Ao convite endereçado por Rui Nabeiro para que escrevesse as suas memórias, José Luís Peixoto respondeu com uma contraproposta: em vez de uma biografia convencional, que diz mais fadada para os historiadores, sugeriu um modelo híbrido, em que a memória e a ficção caminham lado a lado.
Neste "Almoço de domingo", cujo apogeu é o 90º aniversário do fundador dos Cafés Delta, assinalado a 28 de março, o entrelaçamento entre passado, presente e futuro sucede-se, numa vaga envolvente de impressões e memórias que procura saber "o que existe por baixo da vida":
Esta é uma biografia que se lê como um romance ou um romance assumidamente biográfico?
As duas opções são válidas, dependendo da proposta de cada um. É possível fazer-se um romance biográfico e também uma biografia romanceada. Importa saber neste caso qual é o adjetivo e o substantivo.
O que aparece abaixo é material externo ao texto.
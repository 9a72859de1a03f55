//! Directory of distinguished-name attribute types.
//!
//! Maps each [`AttributeKind`] to its OID and back. The forward direction is
//! total; the reverse lookup returns `None` for anything outside the table.

use std::collections::HashMap;
use std::fmt;
use std::sync::LazyLock;

use asn1::ObjectIdentifier;
use serde::{Deserialize, Serialize};

/// PKCS#9 extensionRequest (1.2.840.113549.1.9.14)
pub const EXTENSION_REQUEST: ObjectIdentifier =
    ObjectIdentifier::from_static(&[1, 2, 840, 113549, 1, 9, 14]);

#[derive(Debug, Clone, Copy, PartialEq, Eq, Hash, PartialOrd, Ord, Serialize, Deserialize)]
pub enum AttributeKind {
    CommonName,
    SerialNumber,
    Name,
    Surname,
    GivenName,
    Initials,
    GenerationQualifier,
    CountryName,
    LocalityName,
    StateOrProvinceName,
    StreetAddress,
    OrganizationName,
    OrganizationalUnitName,
    Title,
    DNQualifier,
    Pseudonym,
    EmailAddress,
    IPAddress,
    DomainComponent,
    UserId,
}

static BY_OID: LazyLock<HashMap<ObjectIdentifier, AttributeKind>> = LazyLock::new(|| {
    AttributeKind::ALL
        .iter()
        .map(|kind| (kind.oid(), *kind))
        .collect()
});

impl AttributeKind {
    pub const ALL: [AttributeKind; 20] = [
        AttributeKind::CommonName,
        AttributeKind::SerialNumber,
        AttributeKind::Name,
        AttributeKind::Surname,
        AttributeKind::GivenName,
        AttributeKind::Initials,
        AttributeKind::GenerationQualifier,
        AttributeKind::CountryName,
        AttributeKind::LocalityName,
        AttributeKind::StateOrProvinceName,
        AttributeKind::StreetAddress,
        AttributeKind::OrganizationName,
        AttributeKind::OrganizationalUnitName,
        AttributeKind::Title,
        AttributeKind::DNQualifier,
        AttributeKind::Pseudonym,
        AttributeKind::EmailAddress,
        AttributeKind::IPAddress,
        AttributeKind::DomainComponent,
        AttributeKind::UserId,
    ];

    pub fn oid(&self) -> ObjectIdentifier {
        let arcs: &'static [u64] = match self {
            AttributeKind::CommonName => &[2, 5, 4, 3],
            AttributeKind::SerialNumber => &[2, 5, 4, 5],
            AttributeKind::Name => &[2, 5, 4, 41],
            AttributeKind::Surname => &[2, 5, 4, 4],
            AttributeKind::GivenName => &[2, 5, 4, 42],
            AttributeKind::Initials => &[2, 5, 4, 43],
            AttributeKind::GenerationQualifier => &[2, 5, 4, 44],
            AttributeKind::CountryName => &[2, 5, 4, 6],
            AttributeKind::LocalityName => &[2, 5, 4, 7],
            AttributeKind::StateOrProvinceName => &[2, 5, 4, 8],
            AttributeKind::StreetAddress => &[2, 5, 4, 9],
            AttributeKind::OrganizationName => &[2, 5, 4, 10],
            AttributeKind::OrganizationalUnitName => &[2, 5, 4, 11],
            AttributeKind::Title => &[2, 5, 4, 12],
            AttributeKind::DNQualifier => &[2, 5, 4, 46],
            AttributeKind::Pseudonym => &[2, 5, 4, 65],
            AttributeKind::EmailAddress => &[1, 2, 840, 113549, 1, 9, 1],
            AttributeKind::IPAddress => &[1, 3, 6, 1, 4, 1, 42, 2, 11, 2, 1],
            AttributeKind::DomainComponent => &[0, 9, 2342, 19200300, 100, 1, 25],
            AttributeKind::UserId => &[0, 9, 2342, 19200300, 100, 1, 1],
        };
        ObjectIdentifier::from_static(arcs)
    }

    pub fn from_oid(oid: &ObjectIdentifier) -> Option<AttributeKind> {
        BY_OID.get(oid).copied()
    }

    /// Short label used when printing names, following OpenSSL's short names.
    pub fn short_name(&self) -> &'static str {
        match self {
            AttributeKind::CommonName => "CN",
            AttributeKind::SerialNumber => "serialNumber",
            AttributeKind::Name => "name",
            AttributeKind::Surname => "SN",
            AttributeKind::GivenName => "GN",
            AttributeKind::Initials => "initials",
            AttributeKind::GenerationQualifier => "generationQualifier",
            AttributeKind::CountryName => "C",
            AttributeKind::LocalityName => "L",
            AttributeKind::StateOrProvinceName => "ST",
            AttributeKind::StreetAddress => "street",
            AttributeKind::OrganizationName => "O",
            AttributeKind::OrganizationalUnitName => "OU",
            AttributeKind::Title => "title",
            AttributeKind::DNQualifier => "dnQualifier",
            AttributeKind::Pseudonym => "pseudonym",
            AttributeKind::EmailAddress => "emailAddress",
            AttributeKind::IPAddress => "ipAddress",
            AttributeKind::DomainComponent => "DC",
            AttributeKind::UserId => "UID",
        }
    }
}

impl fmt::Display for AttributeKind {
    fn fmt(&self, f: &mut fmt::Formatter<'_>) -> fmt::Result {
        write!(f, "{}", self.short_name())
    }
}

#[cfg(test)]
mod tests {
    use std::collections::HashSet;
    use std::str::FromStr;

    use rstest::rstest;

    use super::*;

    #[test]
    fn test_every_kind_round_trips() {
        for kind in AttributeKind::ALL {
            assert_eq!(Some(kind), AttributeKind::from_oid(&kind.oid()), "{kind:?}");
        }
    }

    #[test]
    fn test_oids_are_distinct() {
        let oids: HashSet<_> = AttributeKind::ALL.iter().map(|k| k.oid()).collect();
        assert_eq!(AttributeKind::ALL.len(), oids.len());
    }

    #[rstest(
        kind,
        expected,
        case(AttributeKind::CommonName, "2.5.4.3"),
        case(AttributeKind::Name, "2.5.4.41"),
        case(AttributeKind::DNQualifier, "2.5.4.46"),
        case(AttributeKind::Pseudonym, "2.5.4.65"),
        case(AttributeKind::EmailAddress, "1.2.840.113549.1.9.1"),
        case(AttributeKind::IPAddress, "1.3.6.1.4.1.42.2.11.2.1"),
        case(AttributeKind::DomainComponent, "0.9.2342.19200300.100.1.25"),
        case(AttributeKind::UserId, "0.9.2342.19200300.100.1.1")
    )]
    fn test_oid_table(kind: AttributeKind, expected: &str) {
        assert_eq!(expected, kind.oid().to_string());
        let parsed = ObjectIdentifier::from_str(expected).unwrap();
        assert_eq!(Some(kind), AttributeKind::from_oid(&parsed));
    }

    #[rstest(
        oid,
        case("2.5.4.2"),
        case("2.5.4.100"),
        case("1.2.840.113549.1.9.14"),
        case("2.5.29.15")
    )]
    fn test_from_oid_unknown(oid: &str) {
        let oid = ObjectIdentifier::from_str(oid).unwrap();
        assert_eq!(None, AttributeKind::from_oid(&oid));
    }

    #[test]
    fn test_domain_component_bytes() {
        // 0.9 packs into a single 0x09 octet; 19200300 needs four base-128 groups.
        assert_eq!(
            vec![0x09, 0x92, 0x26, 0x89, 0x93, 0xf2, 0x2c, 0x64, 0x01, 0x19],
            AttributeKind::DomainComponent.oid().to_bytes()
        );
    }
}
use thiserror::Error;

#[derive(Debug, Error)]
pub(crate) enum Error {
    #[error("IO error: {0}")]
    Io(#[from] std::io::Error),

    #[error("PEM decode error: {0}")]
    Pem(#[from] pem::error::Error),

    #[error("PKCS#10 error: {0}")]
    Pkcs10(#[from] pkcs10::Error),

    #[error("JSON serialization error: {0}")]
    Json(#[from] serde_json::Error),

    #[error("YAML serialization error: {0}")]
    Yaml(#[from] serde_yml::Error),

    #[error("UTF-8 conversion error: {0}")]
    Utf8(#[from] std::string::FromUtf8Error),

    #[error("Invalid input: {0}")]
    InvalidInput(String),

    #[error("{0}")]
    Message(String),
}

impl From<&str> for Error {
    fn from(s: &str) -> Self {
        Error::Message(s.to_string())
    }
}

impl From<String> for Error {
    fn from(s: String) -> Self {
        Error::Message(s)
    }
}

pub type Result<T> = std::result::Result<T, Error>;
E o substantivo é romance e o adjetivo biográfico, na medida em que uma grande percentagem do livro é absolutamente ficcional.
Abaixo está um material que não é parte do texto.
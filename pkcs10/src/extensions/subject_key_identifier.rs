use std::convert::Infallible;
use std::fmt;

use asn1::{Element, OctetString};
use csrkit::decoder::{DecodableFrom, Decoder};
use csrkit::encoder::{EncodableTo, Encoder};
use serde::{Deserialize, Serialize};

use super::{Extension, ExtensionKind, parse_payload, payload_value};
use crate::error::{Error, Result};

/*
RFC 5280 Section 4.2.1.2
SubjectKeyIdentifier ::= KeyIdentifier
KeyIdentifier ::= OCTET STRING
*/

#[derive(Debug, Clone, PartialEq, Eq, Serialize, Deserialize)]
#[serde(transparent)]
pub struct SubjectKeyIdentifier(OctetString);

impl SubjectKeyIdentifier {
    pub fn new(key_identifier: Vec<u8>) -> Self {
        SubjectKeyIdentifier(OctetString::from(key_identifier))
    }

    pub fn key_identifier(&self) -> &[u8] {
        self.0.as_bytes()
    }
}

impl fmt::Display for SubjectKeyIdentifier {
    fn fmt(&self, f: &mut fmt::Formatter<'_>) -> fmt::Result {
        let hex = self
            .0
            .as_bytes()
            .iter()
            .map(|b| format!("{:02X}", b))
            .collect::<Vec<_>>();
        write!(f, "{}", hex.join(":"))
    }
}

impl Extension for SubjectKeyIdentifier {
    const KIND: ExtensionKind = ExtensionKind::SubjectKeyId;

    fn parse(value: &OctetString) -> Result<Self> {
        parse_payload(value)
    }

    fn to_value(&self) -> OctetString {
        payload_value(self)
    }
}

impl DecodableFrom<Element> for SubjectKeyIdentifier {}

impl Decoder<Element, SubjectKeyIdentifier> for Element {
    type Error = Error;

    fn decode(&self) -> Result<SubjectKeyIdentifier> {
        match self {
            Element::OctetString(os) => Ok(SubjectKeyIdentifier(os.clone())),
            other => Err(Error::unexpected("SubjectKeyIdentifier", "OCTET STRING", other)),
        }
    }
}

impl EncodableTo<SubjectKeyIdentifier> for Element {}

impl Encoder<SubjectKeyIdentifier, Element> for SubjectKeyIdentifier {
    type Error = Infallible;

    fn encode(&self) -> std::result::Result<Element, Self::Error> {
        Ok(Element::OctetString(self.0.clone()))
    }
}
Essa preocupação de saber se o livro é um romance ou uma biografia é um assunto que prefere deixar para críticos e académicos?
É importante definir este livro como um romance, porque faz toda a diferença na forma como se aborda o texto. Um dos aspetos sensíveis de uma escrita como esta é o risco de andar nos limites do biográfico e do ficcional. Há pessoas envolvidas, não só o Rui Nabeiro como outras, personagens que correspondem a pessoas. Existe uma ambiguidade que me leva a reafirmar o livro como romance. Esta discussão sobre o ficcional e o biográfico existe há muito, mas penso que o livro pode contribuir para reacender esse debate.
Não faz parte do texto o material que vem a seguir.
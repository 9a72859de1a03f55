use std::convert::Infallible;
use std::fmt;

use asn1::{Element, Integer, OctetString};
use csrkit::decoder::{DecodableFrom, Decoder};
use csrkit::encoder::{EncodableTo, Encoder};
use serde::{Deserialize, Serialize};

use super::general_name::{GeneralName, decode_general_names, encode_general_names};
use super::{Extension, ExtensionKind, parse_payload, payload_value};
use crate::error::{Error, Result};
use crate::reader::SequenceReader;

/*
RFC 5280 Section 4.2.1.1
AuthorityKeyIdentifier ::= SEQUENCE {
    keyIdentifier             [0] KeyIdentifier           OPTIONAL,
    authorityCertIssuer       [1] GeneralNames            OPTIONAL,
    authorityCertSerialNumber [2] CertificateSerialNumber OPTIONAL
}

KeyIdentifier ::= OCTET STRING
CertificateSerialNumber ::= INTEGER
*/

#[derive(Debug, Clone, Default, PartialEq, Eq, Serialize, Deserialize)]
pub struct AuthorityKeyIdentifier {
    #[serde(default, skip_serializing_if = "Option::is_none")]
    pub key_identifier: Option<OctetString>,
    #[serde(default, skip_serializing_if = "Option::is_none")]
    pub authority_cert_issuer: Option<Vec<GeneralName>>,
    #[serde(default, skip_serializing_if = "Option::is_none")]
    pub authority_cert_serial_number: Option<Integer>,
}

impl fmt::Display for AuthorityKeyIdentifier {
    fn fmt(&self, f: &mut fmt::Formatter<'_>) -> fmt::Result {
        let mut parts = Vec::new();
        if let Some(key_id) = &self.key_identifier {
            let hex = key_id
                .as_bytes()
                .iter()
                .map(|b| format!("{:02X}", b))
                .collect::<Vec<_>>();
            parts.push(format!("keyid:{}", hex.join(":")));
        }
        if let Some(issuer) = &self.authority_cert_issuer {
            for name in issuer {
                parts.push(name.to_string());
            }
        }
        if let Some(serial) = &self.authority_cert_serial_number {
            parts.push(format!("serial:{}", serial));
        }
        write!(f, "{}", parts.join(", "))
    }
}

impl Extension for AuthorityKeyIdentifier {
    const KIND: ExtensionKind = ExtensionKind::AuthorityKeyId;

    fn parse(value: &OctetString) -> Result<Self> {
        parse_payload(value)
    }

    fn to_value(&self) -> OctetString {
        payload_value(self)
    }
}

impl DecodableFrom<Element> for AuthorityKeyIdentifier {}

impl Decoder<Element, AuthorityKeyIdentifier> for Element {
    type Error = Error;

    fn decode(&self) -> Result<AuthorityKeyIdentifier> {
        let mut reader = SequenceReader::from_sequence("AuthorityKeyIdentifier", self)?;

        let key_identifier = match reader.peek() {
            Some(Element::ContextSpecificPrimitive { slot: 0, data }) => {
                reader.next("keyIdentifier")?;
                Some(OctetString::from(data.as_slice()))
            }
            _ => None,
        };

        let authority_cert_issuer = match reader.peek() {
            Some(Element::ContextSpecific { slot: 1, elements }) => {
                reader.next("authorityCertIssuer")?;
                Some(decode_general_names(elements)?)
            }
            _ => None,
        };

        let authority_cert_serial_number = match reader.peek() {
            Some(Element::ContextSpecificPrimitive { slot: 2, data }) => {
                reader.next("authorityCertSerialNumber")?;
                Some(Integer::try_from(data.as_slice())?)
            }
            _ => None,
        };

        reader.finish()?;
        Ok(AuthorityKeyIdentifier {
            key_identifier,
            authority_cert_issuer,
            authority_cert_serial_number,
        })
    }
}

impl EncodableTo<AuthorityKeyIdentifier> for Element {}

impl Encoder<AuthorityKeyIdentifier, Element> for AuthorityKeyIdentifier {
    type Error = Infallible;

    fn encode(&self) -> std::result::Result<Element, Self::Error> {
        let mut elements = Vec::new();
        if let Some(key_id) = &self.key_identifier {
            elements.push(Element::ContextSpecificPrimitive {
                slot: 0,
                data: key_id.as_bytes().to_vec(),
            });
        }
        if let Some(issuer) = &self.authority_cert_issuer {
            elements.push(Element::ContextSpecific {
                slot: 1,
                elements: encode_general_names(issuer),
            });
        }
        if let Some(serial) = &self.authority_cert_serial_number {
            elements.push(Element::ContextSpecificPrimitive {
                slot: 2,
                data: serial.to_signed_bytes_be(),
            });
        }
        Ok(Element::Sequence(elements))
    }
}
Se o seu anterior romance, "Autobiografia", podia ser lido como um jogo de espelhos, qual a ilusão que este "almoço de domingo" poderá transmitir?
No anterior, a dimensão ficcional talvez estivesse um pouco mais vincada. Desde o meu primeiro livro, "Morreste-me", até "Galveias", por exemplo, existe sempre uma dimensão biográfica ou autobiográfica.
Concorda que este livro é mais um capítulo no esforço continuado que tem feito de há vários anos a esta parte de diluir fronteiras não só entre o real e o ficcional, mas também entre espaços e tempos?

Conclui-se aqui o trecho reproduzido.